Kilrush is recognized nationally as one of the locations worst affected by starvation, disease and emigration during the mid to late 19th century.
The discovery of the archival material was made at Clare Heritage and Genealogy Centre in Corofin.
"We would like to thank Antoinette O’Bryen, Manager of the Centre, for making contact with us about this unexpected discovery, which is of great significance to the archival collection of Kilrush Union," commented Rene Franklin, Clare County Archivist.
Franklin noted that the newly discovered records provide a social and economic snapshot of conditions in the West Clare area at the time.
Read more: A day in the life of a Dublin workhouse
"The workhouse was introduced into Ireland in 1838 by the British government which saw the system as the most cost effective way of tackling the desperate state of poverty in Ireland. Conditions of entry into the workhouse were strict and entry was seen as the very last resort of a destitute person," she said.
"The Boards of Guardians were obliged to maintain a large variety of records, which were closely inspected by the Poor Law Commissioners. Although a multitude of records once existed for each union it is predominantly minute books that have survived therefore making the discovery of these minutes even more valuable," said Franklin.
From 1850 the Kilrush Union was reduced by the creation of the Killadysert Union but the number of electoral divisions increased. Its electoral divisions included Cahermurphy, Cloonadrum, Clooncoorha, Cooraclare, Creagh, Doonbeg, Drumellihy, Einagh, Glenmore, Kilballyowen, Kilkee, Killard, Killimer, Kilmihil, Kilmurry, Kilrush, Knock, Knocknaboley, Knocknagore, Moveen, Moyrta, Mullagh, Querrin, Rahona, St.
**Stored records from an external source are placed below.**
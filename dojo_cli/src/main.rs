mod live;
mod simulate;

use std::{fs, path::PathBuf};

use anyhow::Context;
use clap::{Args, Parser, Subcommand};
use dojo_schema::{coerce_bpm, Difficulty, Mode, Pattern, SessionSettings};

#[derive(Debug, Parser)]
#[command(name = "dojo")]
#[command(about = "Rhythm timing trainer", long_about = None)]
struct Cli {
    #[arg(long, global = true, default_value = "warn")]
    log_level: log::LevelFilter,

    #[command(subcommand)]
    command: Command,
}

#[derive(Debug, Subcommand)]
enum Command {
    /// Replays a tap script on a simulated clock and prints the session report.
    Run {
        script: PathBuf,
        #[arg(short, long)]
        output: Option<PathBuf>,
        /// Print one line per tap instead of the json report.
        #[arg(long)]
        table: bool,
        #[command(flatten)]
        store: StoreArgs,
        #[command(flatten)]
        settings: SettingsArgs,
    },
    /// Live session in the terminal: Enter taps, `q` + Enter stops.
    Play {
        #[arg(long, default_value = "dojo-offset.json")]
        store: PathBuf,
        #[command(flatten)]
        settings: SettingsArgs,
    },
}

#[derive(Debug, Args)]
struct StoreArgs {
    /// Offset store file; read at start and updated by calibration.
    #[arg(long)]
    store: Option<PathBuf>,
    /// Latency offset in ms when no store file is given.
    #[arg(long, default_value_t = 0.0, allow_negative_numbers = true)]
    offset: f64,
}

#[derive(Debug, Args)]
struct SettingsArgs {
    /// JSON file with session settings; flags below override it.
    #[arg(long)]
    config: Option<PathBuf>,
    #[arg(long)]
    bpm: Option<String>,
    #[arg(long)]
    pattern: Option<Pattern>,
    #[arg(long)]
    difficulty: Option<Difficulty>,
    #[arg(long)]
    mode: Option<Mode>,
    /// Session length in seconds, count-in excluded.
    #[arg(long)]
    duration: Option<f64>,
    #[arg(long)]
    count_in: Option<u32>,
}

impl SettingsArgs {
    fn resolve(&self, base: SessionSettings) -> anyhow::Result<SessionSettings> {
        let mut settings = match &self.config {
            Some(path) => {
                let bytes = fs::read(path).with_context(|| format!("failed to read config: {}", path.display()))?;
                serde_json::from_slice(&bytes)
                    .with_context(|| format!("failed to parse config json: {}", path.display()))?
            }
            None => base,
        };
        if let Some(bpm) = &self.bpm {
            settings.bpm = coerce_bpm(bpm);
        }
        if let Some(pattern) = self.pattern {
            settings.pattern = pattern;
        }
        if let Some(difficulty) = self.difficulty {
            settings.difficulty = difficulty;
        }
        if let Some(mode) = self.mode {
            settings.mode = mode;
        }
        if let Some(duration) = self.duration {
            settings.duration_secs = duration;
        }
        if let Some(count_in) = self.count_in {
            settings.count_in_beats = count_in;
        }
        Ok(settings.sanitized())
    }
}

fn main() -> anyhow::Result<()> {
    let cli = Cli::parse();

    env_logger::Builder::new()
        .filter_level(cli.log_level)
        .parse_default_env()
        .init();

    match cli.command {
        Command::Run {
            script,
            output,
            table,
            store,
            settings,
        } => {
            let script_data = simulate::load_script(&script)?;
            let settings = settings.resolve(script_data.settings.clone())?;
            let run = match &store.store {
                Some(path) => simulate::run_script(&script_data, settings, dojo_core::store::JsonFileStore::new(path)),
                None => simulate::run_script(
                    &script_data,
                    settings,
                    dojo_core::store::MemoryStore::with_offset(dojo_core::store::DEFAULT_OFFSET_KEY, store.offset),
                ),
            }
            .with_context(|| format!("run failed: {}", script.display()))?;

            if table {
                simulate::print_table(&run);
                return Ok(());
            }
            let json = serde_json::to_string_pretty(&run.report).context("failed to serialize report")?;
            match output {
                Some(out_path) => fs::write(&out_path, json)
                    .with_context(|| format!("failed to write: {}", out_path.display()))?,
                None => println!("{json}"),
            }
        }
        Command::Play { store, settings } => {
            let settings = settings.resolve(SessionSettings::default())?;
            let report = live::play(settings, &store)?;
            println!("{}", serde_json::to_string_pretty(&report).context("failed to serialize report")?);
        }
    }

    Ok(())
}
use std::{
    io::{self, BufRead, Write},
    path::Path,
    sync::{
        atomic::{AtomicBool, Ordering},
        Arc,
    },
    thread,
    time::{Duration, Instant},
};

use anyhow::Context;
use atomic_float::AtomicF64;
use dojo_core::audio::click_track::ClickTrack;
use dojo_core::gameplay::session::{SessionView, TapOutcome};
use dojo_core::input::events::InputEvent;
use dojo_core::input::InputQueue;
use dojo_core::store::JsonFileStore;
use dojo_core::time::conductor::Conductor;
use dojo_core::time::{AudioClock, SystemClock};
use dojo_core::trainer::{Response, Trainer};
use dojo_schema::{SessionReport, SessionSettings};

const AUDIO_PERIOD: Duration = Duration::from_millis(5);
const STATUS_PERIOD: Duration = Duration::from_millis(250);

pub fn play(settings: SessionSettings, store_path: &Path) -> anyhow::Result<SessionReport> {
    let (mut track, click_handle) = ClickTrack::new();
    let clock = SystemClock::new(click_handle);
    let tick = Duration::from_millis(settings.tick_ms);
    let mut trainer = Trainer::new(clock.clone(), JsonFileStore::new(store_path), settings)
        .context("failed to initialize the audio clock")?;

    // Audio side: publishes its position and plays due clicks as terminal lines.
    let audio_time = Arc::new(AtomicF64::new(0.0));
    let running = Arc::new(AtomicBool::new(true));
    let audio = {
        let clock = clock.clone();
        let audio_time = audio_time.clone();
        let running = running.clone();
        thread::spawn(move || {
            while running.load(Ordering::Acquire) {
                let now = clock.now();
                audio_time.store(now, Ordering::Release);
                for click in track.drain_due(now) {
                    let mark = if click.accented { "TOCK" } else { "tick" };
                    println!("\x07  {mark}  ({:.0} Hz)", click.frequency_hz);
                }
                thread::sleep(AUDIO_PERIOD);
            }
        })
    };

    let queue = InputQueue::new();
    let sender = queue.sender();
    let input_clock = clock.clone();
    thread::spawn(move || {
        let stdin = io::stdin();
        for line in stdin.lock().lines() {
            let Ok(line) = line else { break };
            let event = if line.trim().eq_ignore_ascii_case("q") {
                InputEvent::Stop
            } else {
                InputEvent::Tap {
                    timestamp: input_clock.now(),
                }
            };
            if sender.send(event).is_err() {
                break;
            }
        }
    });

    let render_origin = Instant::now();
    let mut conductor = Conductor::new(audio_time);
    let mut last_status = Instant::now();

    trainer.start();
    println!("{}", trainer.view().message);
    loop {
        while let Some(event) = queue.pop() {
            match trainer.handle(event)? {
                Response::Tap(outcome) => print_tap(&outcome),
                Response::Stopped => println!("stopped"),
                _ => {}
            }
        }
        trainer.tick();
        if !trainer.session().is_running() {
            break;
        }

        let render_now = render_origin.elapsed().as_secs_f64();
        conductor.update(render_now);
        if last_status.elapsed() >= STATUS_PERIOD {
            let view = trainer.session().view(conductor.get_time(render_now));
            print_status(&view);
            last_status = Instant::now();
        }
        thread::sleep(tick);
    }

    running.store(false, Ordering::Release);
    let _ = audio.join();
    println!("{}", trainer.view().message);
    Ok(trainer.report())
}

fn print_tap(outcome: &TapOutcome) {
    match outcome {
        TapOutcome::Judged(j) => match j.error_ms {
            Some(e) => println!("{:<8} {e:+.0} ms", j.tier.label()),
            None => println!("{:<8} (same beat twice)", j.tier.label()),
        },
        TapOutcome::CountIn { beats_remaining } => println!("{beats_remaining}..."),
        TapOutcome::CalibrationSample { error_ms, collected } => {
            println!("CALIB {collected:>2}/{}  {error_ms:+.0} ms", dojo_schema::CALIBRATION_SAMPLES)
        }
        TapOutcome::Calibrated { offset_ms, .. } => println!("offset set to {} ms", offset_ms.round()),
        TapOutcome::SessionOver => println!("time is up"),
        TapOutcome::Ignored => {}
    }
}

fn print_status(view: &SessionView) {
    let fmt_opt = |v: Option<f64>| v.map(|x| format!("{x:.0}")).unwrap_or_else(|| "--".to_string());
    print!(
        "\r[{}] {:>5.1}s left  score {}  combo {} (max {})  mean {}  std {}  acc {}  offset {:.0}ms   ",
        view.label,
        view.remaining_secs,
        view.score,
        view.combo,
        view.max_combo,
        fmt_opt(view.stats.mean_ms),
        fmt_opt(view.stats.std_ms),
        fmt_opt(view.stats.accuracy_pct),
        view.latency_offset_ms
    );
    let _ = io::stdout().flush();
}
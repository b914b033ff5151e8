use dojo_schema::{TierCounts, TimingStats};

/// Arithmetic mean; `None` below two samples, where it is not shown.
pub fn mean(samples: &[f64]) -> Option<f64> {
    if samples.len() < 2 {
        return None;
    }
    Some(samples.iter().sum::<f64>() / samples.len() as f64)
}

/// Sample standard deviation (divides by `n - 1`).
pub fn sample_std(samples: &[f64]) -> Option<f64> {
    let m = mean(samples)?;
    let sum_sq: f64 = samples.iter().map(|e| (e - m) * (e - m)).sum();
    Some((sum_sq / (samples.len() as f64 - 1.0)).sqrt())
}

/// Median; the mean of the two middle values for an even count.
pub fn median(samples: &[f64]) -> Option<f64> {
    if samples.is_empty() {
        return None;
    }
    let mut sorted = samples.to_vec();
    sorted.sort_by(|a, b| a.total_cmp(b));
    let mid = sorted.len() / 2;
    if sorted.len() % 2 == 1 {
        Some(sorted[mid])
    } else {
        Some((sorted[mid - 1] + sorted[mid]) / 2.0)
    }
}

/// `100 * (judged - misses) / judged`; `None` before the first judged tap.
pub fn accuracy_pct(counts: &TierCounts) -> Option<f64> {
    let total = counts.total();
    if total == 0 {
        return None;
    }
    Some(100.0 * f64::from(total - counts.miss) / f64::from(total))
}

pub fn timing_stats(errors_ms: &[f64], counts: Option<&TierCounts>) -> TimingStats {
    TimingStats {
        samples: errors_ms.len(),
        mean_ms: mean(errors_ms),
        std_ms: sample_std(errors_ms),
        accuracy_pct: counts.and_then(accuracy_pct),
    }
}
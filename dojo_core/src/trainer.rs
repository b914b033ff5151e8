use dojo_schema::{SessionReport, SessionSettings};
use log::{info, warn};

use crate::gameplay::session::{Session, SessionView, TapOutcome};
use crate::gameplay::TimeAnchor;
use crate::input::events::InputEvent;
use crate::store::{load_offset, OffsetStore, DEFAULT_OFFSET_KEY};
use crate::time::AudioClock;
use crate::DojoResult;

#[derive(Debug, Clone, PartialEq)]
pub enum Response {
    Started(TimeAnchor),
    Tap(TapOutcome),
    Stopped,
    ModeChanged(bool),
    /// Event that does not apply in the current state, e.g. start while running.
    Ignored,
}

/// Wires a [`Session`] to an audio clock and an offset store.
///
/// All calls must come from one thread; other threads feed it through an
/// `InputQueue`.
pub struct Trainer<C: AudioClock, S: OffsetStore> {
    clock: C,
    store: S,
    offset_key: String,
    session: Session,
}

impl<C: AudioClock, S: OffsetStore> Trainer<C, S> {
    pub fn new(clock: C, store: S, settings: SessionSettings) -> DojoResult<Self> {
        Self::with_offset_key(clock, store, settings, DEFAULT_OFFSET_KEY)
    }

    /// Fails only if the clock cannot be brought up.
    pub fn with_offset_key(clock: C, store: S, settings: SessionSettings, offset_key: &str) -> DojoResult<Self> {
        clock.resume()?;
        let offset = load_offset(&store, offset_key);
        Ok(Self {
            clock,
            store,
            offset_key: offset_key.to_string(),
            session: Session::new(settings, offset),
        })
    }

    pub fn clock(&self) -> &C {
        &self.clock
    }

    pub fn store(&self) -> &S {
        &self.store
    }

    pub fn session(&self) -> &Session {
        &self.session
    }

    pub fn start(&mut self) -> TimeAnchor {
        self.session.start(self.clock.now())
    }

    pub fn stop(&mut self) {
        self.session.stop();
        self.clock.cancel_clicks();
    }

    pub fn handle(&mut self, event: InputEvent) -> DojoResult<Response> {
        match event {
            InputEvent::Tap { timestamp } if !self.session.is_running() => {
                // A tap while idle is a start request, never a judged tap.
                Ok(Response::Started(self.session.start(timestamp)))
            }
            InputEvent::Tap { timestamp } => {
                let outcome = self.session.tap(timestamp);
                match outcome {
                    TapOutcome::Calibrated { offset_ms, .. } => {
                        self.store.set_offset(&self.offset_key, offset_ms)?;
                    }
                    TapOutcome::SessionOver => self.clock.cancel_clicks(),
                    _ => {}
                }
                Ok(Response::Tap(outcome))
            }
            InputEvent::Start { timestamp } => {
                if self.session.is_running() {
                    return Ok(Response::Ignored);
                }
                Ok(Response::Started(self.session.start(timestamp)))
            }
            InputEvent::Stop => {
                if !self.session.is_running() {
                    return Ok(Response::Ignored);
                }
                self.stop();
                Ok(Response::Stopped)
            }
            InputEvent::SetMode(mode) => {
                let changed = self.session.set_mode(mode);
                if !changed {
                    warn!("mode change to {mode} refused while a session is running");
                }
                Ok(Response::ModeChanged(changed))
            }
        }
    }

    /// One scheduler tick: forwards due clicks to the clock. Returns how many
    /// clicks were scheduled.
    pub fn tick(&mut self) -> usize {
        let was_running = self.session.is_running();
        let clicks = self.session.tick(self.clock.now());
        for click in &clicks {
            self.clock.schedule_click(click.time, click.accented);
        }
        if was_running && !self.session.is_running() {
            info!("session time is up");
            self.clock.cancel_clicks();
        }
        clicks.len()
    }

    pub fn view(&self) -> SessionView {
        self.session.view(self.clock.now())
    }

    pub fn report(&self) -> SessionReport {
        let score = self.session.score();
        SessionReport {
            settings: self.session.settings().clone(),
            score: score.score,
            max_combo: score.max_combo,
            judged_taps: score.tier_counts.total(),
            tier_counts: score.tier_counts,
            stats: self.session.judge().stats(),
            latency_offset_ms: self.session.latency_offset_ms(),
        }
    }
}
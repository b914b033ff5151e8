use std::{io, path::PathBuf};

use thiserror::Error;

#[derive(Debug, Error)]
pub enum DojoError {
    #[error("audio clock unavailable: {0}")]
    ClockUnavailable(String),

    #[error("offset store {path}: {source}")]
    Store {
        path: PathBuf,
        #[source]
        source: io::Error,
    },

    #[error("offset store json: {0}")]
    Json(#[from] serde_json::Error),
}

pub type DojoResult<T> = Result<T, DojoError>;
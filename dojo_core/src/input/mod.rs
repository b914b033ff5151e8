pub mod events;

use self::events::InputEvent;
use crossbeam_channel::{unbounded, Receiver, Sender};

/// Hands events from input threads to the single thread that owns the session.
pub struct InputQueue {
    sender: Sender<InputEvent>,
    receiver: Receiver<InputEvent>,
}

impl InputQueue {
    pub fn new() -> Self {
        let (sender, receiver) = unbounded();
        Self { sender, receiver }
    }

    pub fn push(&self, event: InputEvent) {
        let _ = self.sender.send(event);
    }

    /// Non-blocking.
    pub fn pop(&self) -> Option<InputEvent> {
        self.receiver.try_recv().ok()
    }

    pub fn sender(&self) -> Sender<InputEvent> {
        self.sender.clone()
    }
}

impl Default for InputQueue {
    fn default() -> Self {
        Self::new()
    }
}
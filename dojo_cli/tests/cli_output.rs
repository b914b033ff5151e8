use std::{env, fs, path::PathBuf, process::Command};

fn norm_newlines(s: &str) -> String {
    s.replace("\r\n", "\n").replace('\r', "")
}

fn temp_file(name: &str, ext: &str) -> PathBuf {
    env::temp_dir().join(format!("rhythm_dojo_cli_{}_{}.{}", name, std::process::id(), ext))
}

fn run_dojo(args: &[&str]) -> std::process::Output {
    Command::new(env!("CARGO_BIN_EXE_dojo")).args(args).output().unwrap()
}

#[test]
fn run_script_prints_report_json() {
    let script = temp_file("report", "json");
    // Count-in ends at 0.2 + 3 * 0.6 = 2.0s; taps are 5, 5 and 10 ms late.
    fs::write(
        &script,
        r#"{
  "settings": { "bpm": 100, "pattern": "quarter", "difficulty": "hard", "duration_secs": 2 },
  "taps": [2.005, 2.605, 3.21]
}"#,
    )
    .unwrap();

    let output = run_dojo(&["run", script.to_str().unwrap()]);
    assert!(output.status.success(), "{}", String::from_utf8_lossy(&output.stderr));

    let report: serde_json::Value = serde_json::from_slice(&output.stdout).unwrap();
    assert_eq!(report["score"], 306);
    assert_eq!(report["max_combo"], 3);
    assert_eq!(report["judged_taps"], 3);
    assert_eq!(report["tier_counts"]["perfect"], 3);
    assert_eq!(report["tier_counts"]["miss"], 0);
    assert_eq!(report["stats"]["accuracy_pct"], 100.0);
    assert_eq!(report["settings"]["difficulty"], "hard");

    let _ = fs::remove_file(&script);
}

#[test]
fn run_without_taps_reports_no_data() {
    let script = temp_file("silent", "json");
    fs::write(&script, r#"{ "settings": { "duration_secs": 30 } }"#).unwrap();

    let output = run_dojo(&["run", script.to_str().unwrap()]);
    assert!(output.status.success());

    let report: serde_json::Value = serde_json::from_slice(&output.stdout).unwrap();
    assert_eq!(report["score"], 0);
    assert_eq!(report["judged_taps"], 0);
    assert!(report["stats"]["accuracy_pct"].is_null());
    assert!(report["stats"]["mean_ms"].is_null());

    let _ = fs::remove_file(&script);
}

#[test]
fn calibration_run_writes_offset_store() {
    let script = temp_file("calib", "json");
    let store = temp_file("calib_store", "json");
    let _ = fs::remove_file(&store);

    let taps: Vec<String> = (0..20)
        .map(|k| format!("{:.4}", 0.2 + k as f64 * 0.6 + 0.03))
        .collect();
    fs::write(
        &script,
        format!(
            r#"{{ "settings": {{ "mode": "calibration" }}, "taps": [{}] }}"#,
            taps.join(", ")
        ),
    )
    .unwrap();

    let output = run_dojo(&["run", script.to_str().unwrap(), "--store", store.to_str().unwrap()]);
    assert!(output.status.success(), "{}", String::from_utf8_lossy(&output.stderr));

    let saved: serde_json::Value = serde_json::from_slice(&fs::read(&store).unwrap()).unwrap();
    let offset = saved["rhythm-dojo.latency-offset-ms"].as_f64().unwrap();
    assert!((offset + 30.0).abs() < 1e-3, "offset {offset}");

    let report: serde_json::Value = serde_json::from_slice(&output.stdout).unwrap();
    assert!((report["latency_offset_ms"].as_f64().unwrap() + 30.0).abs() < 1e-3);

    let _ = fs::remove_file(&script);
    let _ = fs::remove_file(&store);
}

#[test]
fn table_output_lists_each_tap() {
    let script = temp_file("table", "json");
    fs::write(
        &script,
        r#"{ "settings": { "duration_secs": 2 }, "taps": [0.5, 2.01, 2.02] }"#,
    )
    .unwrap();

    let output = run_dojo(&["run", script.to_str().unwrap(), "--table"]);
    assert!(output.status.success());

    let stdout = norm_newlines(&String::from_utf8_lossy(&output.stdout));
    assert!(stdout.contains("count-in 3"));
    assert!(stdout.contains("PERFECT"));
    assert!(stdout.contains("MISS (dup)"));
    assert!(stdout.contains("judged=2"));

    let _ = fs::remove_file(&script);
}

#[test]
fn flags_override_script_settings_and_coerce_bpm() {
    let script = temp_file("flags", "json");
    fs::write(&script, r#"{ "settings": { "bpm": 140, "duration_secs": 1 } }"#).unwrap();

    let output = run_dojo(&[
        "run",
        script.to_str().unwrap(),
        "--bpm",
        "fast",
        "--pattern",
        "offbeat",
        "--difficulty",
        "insane",
    ]);
    assert!(output.status.success());

    let report: serde_json::Value = serde_json::from_slice(&output.stdout).unwrap();
    assert_eq!(report["settings"]["bpm"], 100.0);
    assert_eq!(report["settings"]["pattern"], "offbeat");
    assert_eq!(report["settings"]["difficulty"], "insane");

    let _ = fs::remove_file(&script);
}

#[test]
fn unknown_pattern_is_rejected() {
    let output = run_dojo(&["run", "whatever.json", "--pattern", "waltz"]);
    assert!(!output.status.success());
    let stderr = norm_newlines(&String::from_utf8_lossy(&output.stderr));
    assert!(stderr.contains("unknown pattern 'waltz'"));
}

#[test]
fn missing_script_is_reported() {
    let missing = temp_file("missing", "json");
    let _ = fs::remove_file(&missing);

    let output = run_dojo(&["run", missing.to_str().unwrap()]);
    assert!(!output.status.success());
    assert_eq!(output.status.code(), Some(1));

    let stderr = norm_newlines(&String::from_utf8_lossy(&output.stderr));
    assert!(stderr.contains("Error: failed to read script: "));
}
use std::{
    collections::HashMap,
    fs, io,
    path::{Path, PathBuf},
};

use log::warn;
use serde_json::{Map, Value};

use crate::{DojoError, DojoResult};

pub const DEFAULT_OFFSET_KEY: &str = "rhythm-dojo.latency-offset-ms";

/// Keyed storage for the latency offset, the only state that outlives a session.
pub trait OffsetStore {
    fn get_offset(&self, key: &str) -> Option<f64>;

    fn set_offset(&mut self, key: &str, offset_ms: f64) -> DojoResult<()>;
}

/// Stored offset for `key`, or 0 when it is absent or unusable.
pub fn load_offset(store: &impl OffsetStore, key: &str) -> f64 {
    match store.get_offset(key) {
        Some(v) if v.is_finite() => v,
        Some(v) => {
            warn!("stored offset {key}={v} is not finite; using 0");
            0.0
        }
        None => 0.0,
    }
}

#[derive(Debug, Clone, Default)]
pub struct MemoryStore {
    values: HashMap<String, f64>,
}

impl MemoryStore {
    pub fn new() -> Self {
        Self::default()
    }

    pub fn with_offset(key: &str, offset_ms: f64) -> Self {
        let mut values = HashMap::new();
        values.insert(key.to_string(), offset_ms);
        Self { values }
    }
}

impl OffsetStore for MemoryStore {
    fn get_offset(&self, key: &str) -> Option<f64> {
        self.values.get(key).copied()
    }

    fn set_offset(&mut self, key: &str, offset_ms: f64) -> DojoResult<()> {
        self.values.insert(key.to_string(), offset_ms);
        Ok(())
    }
}

/// JSON object of key to number on disk. A missing file is an empty store.
#[derive(Debug, Clone)]
pub struct JsonFileStore {
    path: PathBuf,
}

impl JsonFileStore {
    pub fn new(path: impl Into<PathBuf>) -> Self {
        Self { path: path.into() }
    }

    pub fn path(&self) -> &Path {
        &self.path
    }

    fn read_map(&self) -> DojoResult<Map<String, Value>> {
        let bytes = match fs::read(&self.path) {
            Ok(bytes) => bytes,
            Err(e) if e.kind() == io::ErrorKind::NotFound => return Ok(Map::new()),
            Err(source) => {
                return Err(DojoError::Store {
                    path: self.path.clone(),
                    source,
                })
            }
        };
        match serde_json::from_slice::<Value>(&bytes)? {
            Value::Object(map) => Ok(map),
            other => {
                warn!("{}: expected a json object, found {other}; ignoring", self.path.display());
                Ok(Map::new())
            }
        }
    }
}

impl OffsetStore for JsonFileStore {
    fn get_offset(&self, key: &str) -> Option<f64> {
        match self.read_map() {
            Ok(map) => map.get(key).and_then(Value::as_f64),
            Err(e) => {
                warn!("could not read stored offset: {e}");
                None
            }
        }
    }

    fn set_offset(&mut self, key: &str, offset_ms: f64) -> DojoResult<()> {
        // A corrupt file is replaced rather than blocking the new calibration.
        let mut map = self.read_map().unwrap_or_else(|e| {
            warn!("replacing unreadable offset store: {e}");
            Map::new()
        });
        map.insert(key.to_string(), Value::from(offset_ms));
        let json = serde_json::to_string_pretty(&Value::Object(map))?;
        fs::write(&self.path, json).map_err(|source| DojoError::Store {
            path: self.path.clone(),
            source,
        })
    }
}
Martin’s, Tullig and Tullycreen.
Its workhouse was completed in 1841 at a total cost of £8,150, to accommodate 800 persons.
The minutes contain mainly statistical information on the financial administration and maintenance of the workhouses under their control; includes details of the workhouse population under the following subheadings, the numbers remaining in, inmates admitted during the week, those discharged or the number that had died-subdivided into able bodied males and female, aged and infirm persons and adults above 15 years of age but not working, boys and girls above nine and under 15 years of age, children above 5 and under 9 years of age, infants under two years of age, with the total remaining on the said date under each heading, with a return of the number of ‘sick and lunatics.’ Later minutes include a return of destitute persons relieved out of the workhouse,
Minutes of the proceedings include a list of attending Guardians, notices of marriage, confirmation of numbers in the workhouse register, financial reports on payments and receipts and the balance in the account, details of rates collected from cess payers listing the rate payer’s name, electoral division, the amount collected and amount remaining; a report from the clerk detailing the cost of provisions and necessaries during the week, the general average cost of an inmate, the average cost in the infirmary and in the Fever Hospital, orders for provisions details of the clothing account, and establishment account, workhouse invoice account, outdoor relief invoice account.